Поле стало обвивать тело – сначала вытолкнуло ненужный кусок металла, затянув рану нежными побегами, запуталось в волосах, забралось под пальто.
Я плакала и смотрела, как земля забирает Зната. Если бы я рисовала мультики, то это был бы этюд, в котором тело возвращается домой. Не тело, душа. Его тело давно погибло в метро. В самом длинном отстойнике, где поселилось Лихо.
Я не забывала картину, ее у меня просто забрали. Просунули свою длинную лапу между дверями и утащили. Поставили здесь, чтобы насмехаться над всеми.
В голове стало очень пусто.
И на меня обрушилось все, что знал Знат. Вся его сила, которая не могла больше жить в погибшем теле. Чужие голоса, обрывки эмоций. Вера, что можно все исправить, потому что тут свои законы.
И это, черт возьми, не сон.
Знат из этой ловушки уже не вернется домой.
А я, я еще жива, я еще могу выехать обратно из отстойника.
Осталось только понять как.
Фома трясся возле тоннеля, из него вылезало Лихо.
– Теперь я тебя вижу. – То, как оно произносило слова, вызывало отвращение, ему мешал длинный язык, фразы ломались о невозможно большую челюсть. – Теперь не скроешься.
Фома опустился на колени, пошатываясь, смотрел на поле невидящим взглядом, а потом резко подорвался:
– Люба?
Я прислушалась.
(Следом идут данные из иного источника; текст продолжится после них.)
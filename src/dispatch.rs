//! Prototype synthesis.
//!
//! The [`PrototypeDispatcher`] obtains the analog lowpass prototype of a
//! family, moves it to the requested critical frequency and filter kind, and
//! for digital designs applies the bilinear transform.

#[cfg(any(
    feature = "faer-backend",
    feature = "lapack-backend",
    feature = "nalgebra-backend"
))]
use crate::eigenvalues::DefaultEigenvalueBackend;
use crate::{
    classical::{bilinear, lp2bp, lp2bs, lp2hp, lp2lp},
    eigenvalues::EigenvalueBackend,
    error::{Error, InvalidParameter, Result},
    normalize::prewarp,
    polynomial::{CompanionRootFinder, DEFAULT_POLISH_ITERATIONS},
    types::{DesignResult, Domain, Edges, FilterFamily, FilterKind, Zpk},
};
use num_traits::{Float, FloatConst};
use std::{collections::BTreeMap, fmt};

/// Family-specific extra parameter.
#[derive(Debug, Copy, Clone, Eq, PartialEq, Ord, PartialOrd, Hash)]
pub enum Extra {
    /// Passband ripple, in dB.
    Ripple,
    /// Minimum stopband attenuation, in dB.
    StopbandAttenuation,
}

impl Extra {
    /// Returns the name of the parameter.
    pub fn name(self) -> &'static str {
        match self {
            Extra::Ripple => "ripple",
            Extra::StopbandAttenuation => "stopband_attenuation",
        }
    }
}

impl fmt::Display for Extra {
    fn fmt(&self, f: &mut fmt::Formatter<'_>) -> fmt::Result {
        f.write_str(self.name())
    }
}

/// Extra parameters of a prototype.
///
/// This is a map from [`Extra`] to strictly positive values. Which keys are
/// needed depends on the family, as given by
/// [`FamilyStrategy::required_extras`](crate::FamilyStrategy::required_extras).
#[derive(Debug, Clone, PartialEq)]
pub struct Extras<T>(BTreeMap<Extra, T>);

impl<T: Float> Extras<T> {
    /// Creates an empty set of extra parameters.
    pub fn new() -> Extras<T> {
        Extras(BTreeMap::new())
    }

    /// Sets the value of an extra parameter.
    ///
    /// The value must be finite and strictly positive.
    pub fn set(&mut self, extra: Extra, value: T) -> Result<&mut Self> {
        if !value.is_finite() {
            return Err(InvalidParameter::NonFinite(extra.name()).into());
        }
        if value <= T::zero() {
            return Err(InvalidParameter::NonPositiveExtra(extra.name()).into());
        }
        self.0.insert(extra, value);
        Ok(self)
    }

    /// Returns the value of an extra parameter, if it is set.
    pub fn get(&self, extra: Extra) -> Option<T> {
        self.0.get(&extra).copied()
    }

    /// Returns the value of an extra parameter required by `family`.
    pub fn require(&self, family: FilterFamily, extra: Extra) -> Result<T> {
        self.get(extra).ok_or_else(|| {
            InvalidParameter::MissingExtra {
                family,
                extra: extra.name(),
            }
            .into()
        })
    }

    /// Fills an extra parameter that is not set with a default value.
    ///
    /// Values that are already set are kept.
    pub fn set_default(&mut self, extra: Extra, value: Option<T>) -> Result<&mut Self> {
        match (self.get(extra), value) {
            (None, Some(value)) => self.set(extra, value),
            _ => Ok(self),
        }
    }

    /// Returns an iterator over the parameters that are set.
    pub fn iter(&self) -> impl Iterator<Item = (Extra, T)> + '_ {
        self.0.iter().map(|(&k, &v)| (k, v))
    }
}

impl<T: Float> Default for Extras<T> {
    fn default() -> Extras<T> {
        Extras::new()
    }
}

/// Prototype dispatcher.
///
/// The dispatcher synthesizes the zero-pole-gain representation of a filter
/// from its family, kind, order and critical frequency. Digital filters are
/// designed by pre-warping the critical frequency, designing an analog filter
/// with a sample rate of 2, and applying the bilinear transform.
///
/// The roots of the prototypes that have no closed form are computed with an
/// eigenvalue backend of type `B` and refined with Newton iterations. The
/// number of iterations can be changed with the [`DispatcherBuilder`] trait.
#[derive(Debug, Clone, PartialEq)]
pub struct PrototypeDispatcher<B> {
    backend: B,
    polish_iterations: usize,
}

/// Prototype dispatcher builder.
///
/// This trait is implemented by [`PrototypeDispatcher`] and allows its default
/// settings to be modified.
pub trait DispatcherBuilder {
    /// Sets the maximum number of Newton iterations used to refine
    /// polynomial roots.
    fn set_polish_iterations(&mut self, polish_iterations: usize) -> &mut Self;
}

#[cfg(any(
    feature = "faer-backend",
    feature = "lapack-backend",
    feature = "nalgebra-backend"
))]
impl PrototypeDispatcher<DefaultEigenvalueBackend> {
    /// Creates a dispatcher that uses the [`DefaultEigenvalueBackend`].
    pub fn new() -> PrototypeDispatcher<DefaultEigenvalueBackend> {
        PrototypeDispatcher::with_backend(DefaultEigenvalueBackend::default())
    }
}

#[cfg(any(
    feature = "faer-backend",
    feature = "lapack-backend",
    feature = "nalgebra-backend"
))]
impl Default for PrototypeDispatcher<DefaultEigenvalueBackend> {
    fn default() -> PrototypeDispatcher<DefaultEigenvalueBackend> {
        PrototypeDispatcher::new()
    }
}

impl<B> PrototypeDispatcher<B> {
    /// Creates a dispatcher that uses a particular eigenvalue backend.
    pub fn with_backend(backend: B) -> PrototypeDispatcher<B> {
        PrototypeDispatcher {
            backend,
            polish_iterations: DEFAULT_POLISH_ITERATIONS,
        }
    }

    /// Returns the eigenvalue backend.
    pub fn backend(&self) -> &B {
        &self.backend
    }

    /// Returns the maximum number of Newton iterations used to refine
    /// polynomial roots.
    pub fn polish_iterations(&self) -> usize {
        self.polish_iterations
    }

    /// Synthesizes a filter.
    ///
    /// The critical frequency in `design` is given in rad/s for analog
    /// designs and in fractions of the Nyquist frequency for digital designs.
    /// It must be a single frequency for lowpass and highpass filters and an
    /// ascending pair for bandpass and bandstop filters.
    ///
    /// Errors are returned for allpass filters, for an order of zero, and if
    /// any of the extra parameters required by the family is missing from
    /// `extras`.
    pub fn prototype<T>(
        &self,
        family: FilterFamily,
        kind: FilterKind,
        domain: Domain,
        design: &DesignResult<T>,
        extras: &Extras<T>,
    ) -> Result<Zpk<T>>
    where
        T: Float + FloatConst + 'static,
        B: EigenvalueBackend<T>,
    {
        if kind == FilterKind::Allpass {
            return Err(Error::UnsupportedKind(kind));
        }
        if design.order == 0 {
            return Err(InvalidParameter::ZeroOrder.into());
        }
        check_critical_frequency(kind, domain, &design.wn)?;
        let strategy = family.strategy::<T>();
        for &extra in strategy.required_extras() {
            extras.require(family, extra)?;
        }

        let root_finder = CompanionRootFinder::new(&self.backend, self.polish_iterations);
        let prototype = strategy.analog_prototype(design.order, extras, &root_finder)?;

        // Digital designs use an analog design at fs = 2.
        let fs = T::from(2.0).unwrap();
        let warped = match domain {
            Domain::Analog => design.wn,
            Domain::Digital => design.wn.map(|w| T::from(4.0).unwrap() * prewarp(w)),
        };
        let analog = match (kind, warped) {
            (FilterKind::Lowpass, Edges::Single(w)) => lp2lp(&prototype, w),
            (FilterKind::Highpass, Edges::Single(w)) => lp2hp(&prototype, w),
            (FilterKind::Bandpass, Edges::Pair(w0, w1)) => {
                lp2bp(&prototype, (w0 * w1).sqrt(), w1 - w0)
            }
            (FilterKind::Bandstop, Edges::Pair(w0, w1)) => {
                lp2bs(&prototype, (w0 * w1).sqrt(), w1 - w0)
            }
            _ => unreachable!("critical frequency shape has been checked"),
        };
        let zpk = match domain {
            Domain::Analog => analog,
            Domain::Digital => bilinear(&analog, fs),
        };
        tracing::debug!(
            %family,
            %kind,
            zeros = zpk.zeros.len(),
            poles = zpk.poles.len(),
            "synthesized prototype"
        );
        Ok(zpk)
    }
}

impl<B> DispatcherBuilder for PrototypeDispatcher<B> {
    fn set_polish_iterations(&mut self, polish_iterations: usize) -> &mut Self {
        self.polish_iterations = polish_iterations;
        self
    }
}

/// Checks that a critical frequency is valid for a filter kind.
pub(crate) fn check_critical_frequency<T: Float>(
    kind: FilterKind,
    domain: Domain,
    wn: &Edges<T>,
) -> Result<()> {
    if kind.is_band() != wn.is_pair() {
        let expected = if kind.is_band() { "a pair of" } else { "a single" };
        return Err(InvalidParameter::CriticalFrequencyShape(kind, expected).into());
    }
    wn.check_positive()?;
    if let Edges::Pair(w0, w1) = *wn {
        if w0 >= w1 {
            return Err(InvalidParameter::UnorderedPair.into());
        }
    }
    if domain == Domain::Digital && wn.to_vec().into_iter().any(|w| w >= T::one()) {
        return Err(InvalidParameter::AboveNyquist.into());
    }
    Ok(())
}

#[cfg(test)]
mod test {
    use super::*;

    #[test]
    fn extras() {
        let mut extras = Extras::<f64>::new();
        assert_eq!(
            extras.set(Extra::Ripple, 0.0).map(|_| ()),
            Err(InvalidParameter::NonPositiveExtra("ripple").into())
        );
        assert_eq!(
            extras.set(Extra::Ripple, f64::NAN).map(|_| ()),
            Err(InvalidParameter::NonFinite("ripple").into())
        );
        extras.set(Extra::Ripple, 0.5).unwrap();
        extras
            .set_default(Extra::Ripple, Some(3.0))
            .unwrap()
            .set_default(Extra::StopbandAttenuation, Some(60.0))
            .unwrap()
            .set_default(Extra::StopbandAttenuation, None)
            .unwrap();
        assert_eq!(extras.get(Extra::Ripple), Some(0.5));
        assert_eq!(extras.get(Extra::StopbandAttenuation), Some(60.0));
        assert_eq!(extras.iter().count(), 2);
        assert_eq!(
            Extras::<f64>::new().require(FilterFamily::ChebyshevI, Extra::Ripple),
            Err(InvalidParameter::MissingExtra {
                family: FilterFamily::ChebyshevI,
                extra: "ripple"
            }
            .into())
        );
    }

    #[test]
    fn critical_frequency() {
        let check = |kind, domain, wn| check_critical_frequency::<f64>(kind, domain, &wn);
        assert!(check(FilterKind::Lowpass, Domain::Digital, Edges::Single(0.5)).is_ok());
        assert_eq!(
            check(FilterKind::Bandpass, Domain::Digital, Edges::Single(0.5)),
            Err(InvalidParameter::CriticalFrequencyShape(FilterKind::Bandpass, "a pair of").into())
        );
        assert_eq!(
            check(FilterKind::Highpass, Domain::Analog, Edges::Pair(1.0, 2.0)),
            Err(InvalidParameter::CriticalFrequencyShape(FilterKind::Highpass, "a single").into())
        );
        assert_eq!(
            check(FilterKind::Bandstop, Domain::Analog, Edges::Pair(2.0, 1.0)),
            Err(InvalidParameter::UnorderedPair.into())
        );
        assert_eq!(
            check(FilterKind::Lowpass, Domain::Digital, Edges::Single(1.0)),
            Err(InvalidParameter::AboveNyquist.into())
        );
        assert!(check(FilterKind::Lowpass, Domain::Analog, Edges::Single(100.0)).is_ok());
    }

    #[cfg(any(
        feature = "faer-backend",
        feature = "lapack-backend",
        feature = "nalgebra-backend"
    ))]
    mod synthesis {
        use super::*;
        use crate::polynomial::zpk2tf;

        fn butterworth(order: usize, kind: FilterKind, wn: Edges<f64>) -> Result<Zpk<f64>> {
            PrototypeDispatcher::new().prototype(
                FilterFamily::Butterworth,
                kind,
                Domain::Digital,
                &DesignResult { order, wn },
                &Extras::new(),
            )
        }

        #[test]
        fn lowpass_coefficients() {
            let zpk = butterworth(2, FilterKind::Lowpass, Edges::Single(0.01)).unwrap();
            let tf = zpk2tf(&zpk);
            let b = [2.41359049041981e-4, 4.82718098083962e-4, 2.41359049041981e-4];
            let a = [1.0, -1.95557824031504, 0.956543676511203];
            for (x, y) in tf.b.iter().zip(b.iter()).chain(tf.a.iter().zip(a.iter())) {
                assert!((x - y).abs() < 1e-12, "{tf:?}");
            }
        }

        #[test]
        fn rejected() {
            assert_eq!(
                butterworth(2, FilterKind::Allpass, Edges::Single(0.1)),
                Err(Error::UnsupportedKind(FilterKind::Allpass))
            );
            assert_eq!(
                butterworth(0, FilterKind::Lowpass, Edges::Single(0.1)),
                Err(InvalidParameter::ZeroOrder.into())
            );
            let dispatcher = PrototypeDispatcher::new();
            let design = DesignResult {
                order: 3,
                wn: Edges::Single(0.1),
            };
            assert_eq!(
                dispatcher.prototype(
                    FilterFamily::Elliptic,
                    FilterKind::Lowpass,
                    Domain::Digital,
                    &design,
                    Extras::new().set(Extra::Ripple, 1.0).unwrap(),
                ),
                Err(InvalidParameter::MissingExtra {
                    family: FilterFamily::Elliptic,
                    extra: "stopband_attenuation"
                }
                .into())
            );
        }

        #[test]
        fn bessel() {
            let mut dispatcher = PrototypeDispatcher::new();
            dispatcher.set_polish_iterations(4);
            let zpk = dispatcher
                .prototype(
                    FilterFamily::Bessel,
                    FilterKind::Lowpass,
                    Domain::Analog,
                    &DesignResult {
                        order: 2,
                        wn: Edges::Single(1.0),
                    },
                    &Extras::new(),
                )
                .unwrap();
            // Poles of the phase-normalized second order Bessel filter.
            for p in &zpk.poles {
                assert!((p.re + 1.5 / 3.0f64.sqrt()).abs() < 1e-12);
                assert!((p.im.abs() - 0.5).abs() < 1e-12);
            }
        }
    }
}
С другого конца поля звал женский голос. Аука пришел забрать причитающееся себе. Фома бежал, спотыкаясь и прихрамывая, туда, где ничего не было. А потом с криком провалился куда-то за холм. Замолчал.
Место, где лежал Знат, теперь буйно цвело.
– Твоя очередь, – прошептало Лихо.
Оно двигалось ко мне. Поле обвило ноги, убежать не получалось. Голоса в голове кричали наперебой, создавая хаос:
– Уноси нас, уноси нас! Проснись там, проснись там! Просыпайся. Просыпайся. Просыпайся. Уноси с собой то, что тебе передали. Здесь оно больше не нужно.
Глаза закрывались, поле гасло, снова стали мигать красные лампочки. С каждым новым всполохом Лихо оказывалось все ближе и ближе. Коснулось меня, обняло. Я почувствовала мерзкий запах гнили и легкий аромат каких-то дешевых духов.
Меня потрясли за плечо.
– Девушка, хватит кататься!
Глаза с трудом открылись. Надо мной маячил красный берет дежурной по станции, я успела разглядеть на ее лице скатавшийся в комочки тональник и россыпь синих теней на щеках.
– Дома спать надо, – сказала мне дежурная и помахала рукой, чтобы я побыстрее покинула вагон.
Я вышла на станции.
Никакого взрыва тут не было, горел ровный белый свет, как и всегда. Спускались и выходили люди, поезда шумно приезжали на платформу и скрывались в темноте тоннеля.